Exercise prompt — Read through the lines below and copy the ones holding the string "HostKeyPolicy".
========
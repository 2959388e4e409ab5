mod config;
mod driver;
mod error;
mod event;
mod project;
mod record;
mod value;

pub mod drivers;

pub use config::ConfigMap;
pub use driver::{
    Driver, DriverFactory, DriverRegistry, RecordStream, STREAM_BUFFER, SourceEstimate,
    StreamProducer,
};
pub use error::CoreError;
pub use event::{
    ChannelSink, EventKind, EventLevel, EventSink, LogSink, MemorySink, NullSink, RunEvent,
};
pub use project::{
    Component, Database, Endpoint, Migration, Project, Tunnel, TunnelAuth, valid_machine_name,
};
pub use record::{Record, ResultCollectionItem};
pub use value::Value;

pub use chrono;
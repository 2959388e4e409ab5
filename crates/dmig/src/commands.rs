use crate::args::{Cli, Command, ComponentKind, RunArgs};
use crate::{drivers, events, project_file};
use dmig_core::drivers::CollectorStore;
use dmig_core::{EventSink, Project};
use dmig_run::{RunOptions, Runner};
use dmig_ssh::{HostKeyPolicy, TunnelManager};
use std::path::PathBuf;
use std::sync::Arc;

/// Execute the parsed command line; returns the process exit code.
pub fn dispatch(cli: Cli) -> i32 {
    let Cli {
        project,
        directory,
        insecure_host_keys,
        command,
    } = cli;

    let project = match project_file::load_project(&directory, &project) {
        Ok(project) => project,
        Err(err) => {
            eprintln!("{err}");
            return 1;
        }
    };

    match command {
        Command::Run(args) => run(project, directory, insecure_host_keys, args),
        Command::List { kind } => {
            list(&project, kind);
            0
        }
        Command::Describe { kind, machine_name } => describe(&project, kind, &machine_name),
    }
}

fn run(project: Project, directory: PathBuf, insecure_host_keys: bool, args: RunArgs) -> i32 {
    let collectors = CollectorStore::new();
    let registry = Arc::new(drivers::builtin_registry(&collectors));

    let policy = if insecure_host_keys {
        HostKeyPolicy::AcceptAny
    } else {
        HostKeyPolicy::KnownHosts
    };
    let tunnels = Arc::new(TunnelManager::new(policy));

    let sink: Arc<dyn EventSink> = if args.log_out {
        Arc::new(events::JsonLineSink::new(std::io::stdout()))
    } else {
        Arc::new(events::HumanSink::new(std::io::stdout()))
    };

    let options = RunOptions {
        dry_run: args.dry_run,
        verbose: args.verbose,
        quiet: args.quiet,
        no_time: args.no_time,
        limit: args.limit,
        path: directory,
    };

    let runner = Arc::new(Runner::new(project, registry, tunnels, sink, options));
    let result = runner.run(&args.migration, &args.args);

    // Land fire-and-forget persistVal writes before the process exits.
    runner.stores().flush_all();

    match result {
        Ok(_) => 0,
        Err(err) => {
            eprintln!("migration failed: {err}");
            1
        }
    }
}

fn list(project: &Project, kind: ComponentKind) {
    match kind {
        ComponentKind::Databases => {
            for (machine_name, database) in &project.databases {
                println!("{}\t{}\t{}", machine_name, database.driver, database.component.name);
            }
        }
        ComponentKind::Tunnels => {
            for (machine_name, tunnel) in &project.tunnels {
                println!(
                    "{}\t{} -> {} via {}",
                    machine_name, tunnel.local, tunnel.remote, tunnel.server
                );
            }
        }
        ComponentKind::Migrations => {
            for (machine_name, migration) in &project.migrations {
                println!(
                    "{}\t{} -> {}",
                    machine_name, migration.source_db, migration.destination_db
                );
            }
        }
    }
}

fn describe(project: &Project, kind: ComponentKind, machine_name: &str) -> i32 {
    let rendered = match kind {
        ComponentKind::Databases => project
            .database(machine_name)
            .and_then(|db| serde_yaml::to_string(db).ok()),
        ComponentKind::Tunnels => project
            .tunnel(machine_name)
            .and_then(|tunnel| serde_yaml::to_string(tunnel).ok()),
        ComponentKind::Migrations => project
            .migration(machine_name)
            .and_then(|migration| serde_yaml::to_string(migration).ok()),
    };

    match rendered {
        Some(text) => {
            println!("{text}");
            0
        }
        None => {
            eprintln!("no such component: {machine_name}");
            1
        }
    }
}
========
Answer space —
use dmig_ssh::{HostKeyPolicy, TunnelManager};
        HostKeyPolicy::AcceptAny
        HostKeyPolicy::KnownHosts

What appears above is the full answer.